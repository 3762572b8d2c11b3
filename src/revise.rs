//! Orchestration for amending an already-pushed task branch.
//!
//! Same backbone as the task pipeline minus the branch guard and ledger
//! write: the branch is assumed to exist remotely and is cloned directly by
//! name; a missing branch surfaces naturally as a clone-stage error. On
//! success with push and PR flags set, the revision instruction is posted as
//! a comment on the branch's pull request instead of opening a new one.

use std::path::{Path, PathBuf};

use anyhow::{Context, Result};
use chrono::Utc;
use tracing::{info, instrument};

use crate::core::command::ExternalCommand;
use crate::core::task::{repo_dir_name, revision_commit_message, revision_workspace_label};
use crate::io::config::RunConfig;
use crate::io::exec::CommandExecutor;
use crate::io::workspace::Workspace;
use crate::run::{Pipeline, commit_all};

/// Result of a completed (or skipped) revision run.
#[derive(Debug, Clone)]
pub struct RevisionOutcome {
    pub branch: String,
    pub skipped: bool,
    pub pushed: bool,
    pub commented: bool,
    pub workspace: Option<PathBuf>,
}

/// Execute the revision pipeline against an existing branch.
#[instrument(skip_all, fields(branch))]
pub fn run_revision<E: CommandExecutor>(
    cfg: &RunConfig,
    branch: &str,
    instruction: &str,
    executor: &E,
    base_dir: &Path,
) -> Result<RevisionOutcome> {
    if cfg.run.skip_revision {
        info!(branch, "skip_revision set, returning without side effects");
        return Ok(RevisionOutcome {
            branch: branch.to_string(),
            skipped: true,
            pushed: false,
            commented: false,
            workspace: None,
        });
    }

    let pipeline = Pipeline::new(cfg, executor);
    let workspace = Workspace::create(base_dir, &revision_workspace_label(branch))
        .context("create workspace")?;

    // Clone the existing task branch directly; there is nothing to guard.
    let clone_cmd = cfg
        .github
        .clone_transport
        .clone_command(&cfg.github.repository, branch);
    pipeline.run_checked("clone branch", workspace.dir(), clone_cmd)?;
    let repo_dir = workspace.repo_dir(repo_dir_name(&cfg.github.repository));

    let agent_cmd = cfg
        .agent
        .backend
        .invocation(instruction, cfg.agent.model.as_deref());
    pipeline.run_checked("run agent", &repo_dir, agent_cmd)?;

    let timestamp = Utc::now().format("%Y%m%d_%H%M%S").to_string();
    let message = revision_commit_message(branch, &timestamp);
    commit_all(&pipeline, &repo_dir, &message)?;

    let mut pushed = false;
    let mut commented = false;
    if cfg.github.push_branch_on_complete {
        pipeline.run_checked(
            "push branch",
            &repo_dir,
            ExternalCommand::new("git").args(["push", "-u", "origin", branch]),
        )?;
        pushed = true;

        if cfg.github.create_pr_on_complete {
            pipeline.run_checked(
                "comment on pull request",
                &repo_dir,
                pr_comment_command(branch, instruction),
            )?;
            commented = true;
        }
    }

    info!(branch, pushed, commented, "revision pipeline completed");
    Ok(RevisionOutcome {
        branch: branch.to_string(),
        skipped: false,
        pushed,
        commented,
        workspace: Some(workspace.dir().to_path_buf()),
    })
}

/// Build `gh pr comment` carrying the revision instruction.
fn pr_comment_command(branch: &str, instruction: &str) -> ExternalCommand {
    let body = format!("【Revision Detail】\n{instruction}");
    ExternalCommand::new("gh")
        .args(["pr", "comment", branch])
        .args(["--body", body.as_str()])
}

************

> [Your goal]: Set every line down again exactly. Begin with the first line of the entries and finish with the line containing "#[instrument(skip_all, fields(branch))]".

> [Output for this exercise]:
repository 3762572b8d2c11b3
filename src/revise.rs
//! Orchestration for amending an already-pushed task branch.
//!
//! Same backbone as the task pipeline minus the branch guard and ledger
//! write: the branch is assumed to exist remotely and is cloned directly by
//! name; a missing branch surfaces naturally as a clone-stage error. On
//! success with push and PR flags set, the revision instruction is posted as
//! a comment on the branch's pull request instead of opening a new one.

use std::path::{Path, PathBuf};

use anyhow::{Context, Result};
use chrono::Utc;
use tracing::{info, instrument};

use crate::core::command::ExternalCommand;
use crate::core::task::{repo_dir_name, revision_commit_message, revision_workspace_label};
use crate::io::config::RunConfig;
use crate::io::exec::CommandExecutor;
use crate::io::workspace::Workspace;
use crate::run::{Pipeline, commit_all};

/// Result of a completed (or skipped) revision run.
#[derive(Debug, Clone)]
pub struct RevisionOutcome {
    pub branch: String,
    pub skipped: bool,
    pub pushed: bool,
    pub commented: bool,
    pub workspace: Option<PathBuf>,
}

/// Execute the revision pipeline against an existing branch.
#[instrument(skip_all, fields(branch))]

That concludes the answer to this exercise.